O MISTÉRIO DA CONSCIÊNCIA – O livro O mistério da consciência, do médico neurologista e neurocientista
português, António Rosa Damásio, trata da busca pela
compreensão uma das áreas mais nebulosas do conhecimento, abordando acerca da
consciência humana. A partir do seu livro O Erro de Descartes, o autor
apresenta a sua revolucionária teoria do enigma da consciência, como sendo o
maior desafio da filosofia e das ciências da vida, descrevendo como a
consciência abriu caminho para o surgimento de realizações humanas como a arte,
a ciência, a tecnologia, a religião, a organização social, por meio de uma
pesquisa sobre o cérebro e da complexidade de todo ser humano, sua adaptação ao
ambiente, sua sobrevivência e os conflitos consigo mesmo que se realiza com um
sistema complexo que articula imaginação, criatividade e planejamento que fazem
surgir a consciência.

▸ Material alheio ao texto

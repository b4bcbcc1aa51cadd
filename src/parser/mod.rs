pub mod frontmatter;
use serde_yaml::{Mapping, Value};
use thiserror::Error;

/// Reasons a document's frontmatter block cannot be used
#[derive(Debug, Error)]
pub enum FrontmatterError {
    #[error("No frontmatter delimiter found at start of content")]
    MissingOpening,

    #[error("Frontmatter not properly closed with ---")]
    MissingClosing,

    #[error("Failed to parse YAML frontmatter: {0}")]
    InvalidYaml(#[from] serde_yaml::Error),

    #[error("Frontmatter is not a YAML mapping")]
    NotAMapping,
}

/// Borrowed view of a document split at its frontmatter delimiters
#[derive(Debug, Clone, Copy, PartialEq, Eq)]
pub struct DocumentParts<'a> {
    /// Raw YAML between the delimiter lines, including its trailing newline
    pub yaml: &'a str,
    /// Everything after the closing delimiter line, byte-for-byte
    pub body: &'a str,
}

/// Split a document into its frontmatter YAML and body
///
/// Expects frontmatter delimited by `---` at the start and end:
///
/// ```text
/// ---
/// title: Hello
/// tags: [a, b]
/// ---
/// # Markdown content here
/// ```
///
/// The closing delimiter must sit at the same indentation as the opening one,
/// so an indented `---` inside a YAML block scalar does not end the block.
///
/// # Errors
///
/// Returns an error if the opening or closing delimiter is missing.
pub fn split_document(content: &str) -> Result<DocumentParts<'_>, FrontmatterError> {
    let mut lines = content.split_inclusive('\n');

    let first = lines.next().ok_or(FrontmatterError::MissingOpening)?;
    if first.trim() != "---" {
        return Err(FrontmatterError::MissingOpening);
    }
    let opening_indent = indent_of(first);

    let yaml_start = first.len();
    let mut offset = yaml_start;
    for line in lines {
        if line.trim() == "---" && indent_of(line) == opening_indent {
            return Ok(DocumentParts {
                yaml: &content[yaml_start..offset],
                body: &content[offset + line.len()..],
            });
        }
        offset += line.len();
    }

    Err(FrontmatterError::MissingClosing)
}

fn indent_of(line: &str) -> usize {
    line.len() - line.trim_start_matches([' ', '\t']).len()
}

/// Parse the frontmatter block into a `serde_yaml::Value`
///
/// Unlike [`parse_document`], any YAML shape is accepted.
pub fn extract_yaml_frontmatter(content: &str) -> Result<Value, FrontmatterError> {
    let parts = split_document(content)?;
    Ok(serde_yaml::from_str(parts.yaml)?)
}

/// Parse the frontmatter as a mapping and return it with the untouched body
///
/// An empty frontmatter block yields an empty mapping.
pub fn parse_document(content: &str) -> Result<(Mapping, &str), FrontmatterError> {
    let parts = split_document(content)?;
    let mapping = parse_mapping(parts.yaml)?;
    Ok((mapping, parts.body))
}

/// Parse a YAML text that must be a mapping (or empty)
pub fn parse_mapping(yaml: &str) -> Result<Mapping, FrontmatterError> {
    if yaml.trim().is_empty() {
        return Ok(Mapping::new());
    }
    match serde_yaml::from_str(yaml)? {
        Value::Mapping(mapping) => Ok(mapping),
        Value::Null => Ok(Mapping::new()),
        _ => Err(FrontmatterError::NotAMapping),
    }
}

/// Regenerate a document from a frontmatter mapping and a verbatim body
pub fn render_document(frontmatter: &Mapping, body: &str) -> Result<String, serde_yaml::Error> {
    let yaml = if frontmatter.is_empty() {
        String::new()
    } else {
        serde_yaml::to_string(frontmatter)?
    };
    Ok(format!("---\n{yaml}---\n{body}"))
}

/// Merge `overrides` on top of `defaults`, key by key
///
/// Keys from `defaults` keep their order; keys only present in `overrides`
/// follow in their own order. Nested mappings are replaced, not merged.
pub fn merge_mappings(defaults: &Mapping, overrides: &Mapping) -> Mapping {
    let mut merged = defaults.clone();
    for (key, value) in overrides {
        merged.insert(key.clone(), value.clone());
    }
    merged
}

O livro aborda questões como a transição da inocência, a
consciência moral, as qualidades sensoriais simples, o comportamento frente à
mente e o cérebro, a neurobiologia molecular, reflexões sobre dados
neurobiológicos e neuropsicológicos, o self e o proto-self, sentir e conhecer,
a emoção e o sentimento, homeostasia, a função biológica das emoções, atenção e
comportamento intencional, memória, a biologia do conhecimento, o mapeamento
dos sinais do corpo, o sistema somático-sensitivo, o sistema nervoso central, o
espaço operacional, a neurologia da consciência, anatomia e neuroanatomia,
imagens, padrão neural, representações, sistemas subjacentes a mente, entre
outros importantes assuntos.
REFERÊNCIA
DAMÁSIO, Antonio. O
mistério da consciência. São Paulo: Companhia das Letras, 2000.